Osborne refuses to rule out cutting top tax rate to 40%

Despite being repeatedly pressed by Ed Balls at Treasury questions, the Chancellor refuses to comment on whether the Tories want to reduce the top rate from 45 per cent to 40 per cent.

By George Eaton

After the growth figures released this morning, George Osborne was always likely to enjoy his bout with Ed Balls at today’s Treasury questions. So loud was the roar from the Conservative benches when Balls stood up that the Speaker was forced to interject immediately, assuring them “you’ve got the man at the box for whom you were waiting”.

Once the Tories had settled down, Balls began his question by noting that “after three damaging years of flatlining”, today’s growth figures were “welcome” (prompting another roar), before challenging Osborne on the “dodgy figures” used last week to claim that living standards were rising. Osborne, in full assassination mode, welcomed the “very important Labour economic announcement” that Balls will remain “in his job” and declared, “what they need on the other side of the House is new crystal balls”. As Tory MPs guffawed, an unamused shadow chancellor replied: “very good, very good, Chancellor, a joke about my name being called Balls, fabulous.”

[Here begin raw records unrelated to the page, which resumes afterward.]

use std::fmt::{Debug, Display};

/// Opaque identifier of a native window.
///
/// The payload is the raw pointer-sized handle value; it is never dereferenced outside the
/// platform layer.
#[derive(Clone, Copy, PartialEq, Eq, Hash, Default)]
pub struct WindowHandle(pub isize);

impl WindowHandle {
    pub const NULL: WindowHandle = WindowHandle(0);

    pub fn new(raw: isize) -> WindowHandle {
        WindowHandle(raw)
    }

    pub fn is_null(&self) -> bool {
        self.0 == 0
    }

    /// Returns `None` for the null handle
    pub fn non_null(self) -> Option<WindowHandle> {
        (!self.is_null()).then_some(self)
    }
}

impl Debug for WindowHandle {
    fn fmt(&self, f: &mut std::fmt::Formatter<'_>) -> std::fmt::Result {
        write!(f, "WindowHandle({:#x})", self.0)
    }
}

impl Display for WindowHandle {
    fn fmt(&self, f: &mut std::fmt::Formatter<'_>) -> std::fmt::Result {
        write!(f, "{:#x}", self.0)
    }
}

#[derive(Debug, Clone, Copy, PartialEq, Eq, Default)]
pub struct Area {
    pub x: i32,
    pub y: i32,
    pub width: i32,
    pub height: i32,
}

impl Area {
    pub fn new(x: i32, y: i32, width: i32, height: i32) -> Area {
        Area { x, y, width, height }
    }

    /// Builds an area from its edges (`left`, `top`, `right`, `bottom`)
    pub fn from_edges(edges: [i32; 4]) -> Area {
        let [left, top, right, bottom] = edges;
        Area::new(left, top, right - left, bottom - top)
    }

    pub fn to_edges(&self) -> [i32; 4] {
        [self.x, self.y, self.x + self.width, self.y + self.height]
    }

    pub fn get_origin(&self) -> (i32, i32) {
        (self.x, self.y)
    }
}
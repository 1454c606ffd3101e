use windows::Win32::Foundation::{BOOL, HWND, LPARAM};
use windows::Win32::UI::WindowsAndMessaging::EnumWindows;

use crate::host::window_handle::WindowHandle;
use crate::win32::api::window::from_hwnd;

pub extern "system" fn collect_top_level_windows(hwnd: HWND, param: LPARAM) -> BOOL {
    let windows = unsafe { &mut *(param.0 as *mut Vec<WindowHandle>) };
    windows.push(from_hwnd(hwnd));
    true.into()
}

pub fn enum_top_level_windows() -> Vec<WindowHandle> {
    let mut windows: Vec<WindowHandle> = Vec::new();
    let lparam = LPARAM(&mut windows as *mut Vec<WindowHandle> as isize);

    if let Err(e) = unsafe { EnumWindows(Some(collect_top_level_windows), lparam) } {
        log::warn!("EnumWindows failed: {}", e);
    }

    windows
}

After his announcement at the weekend that Labour would reintroduce the 50p rate tax if elected, he then invited Osborne to rule out a further reduction in the rate to 40p after 2015. He said:

Let me ask the Chancellor about the one thing that he has refused to talk about now for four days. He’s delivered one massive tax cut for the richest one per cent earning over £150,000 when everybody else is worse off. The Prime Minister and the Mayor of London are now saying that they want to cut the top rate of income tax again to 40p. Is that really the Conservative Party priority? If this Chancellor still believes “we’re all in this together”, why won’t he stand up at this despatch box now and rule out another top rate tax cut from the Conservatives in the next Parliament? Come on, George, stand up and rule it out.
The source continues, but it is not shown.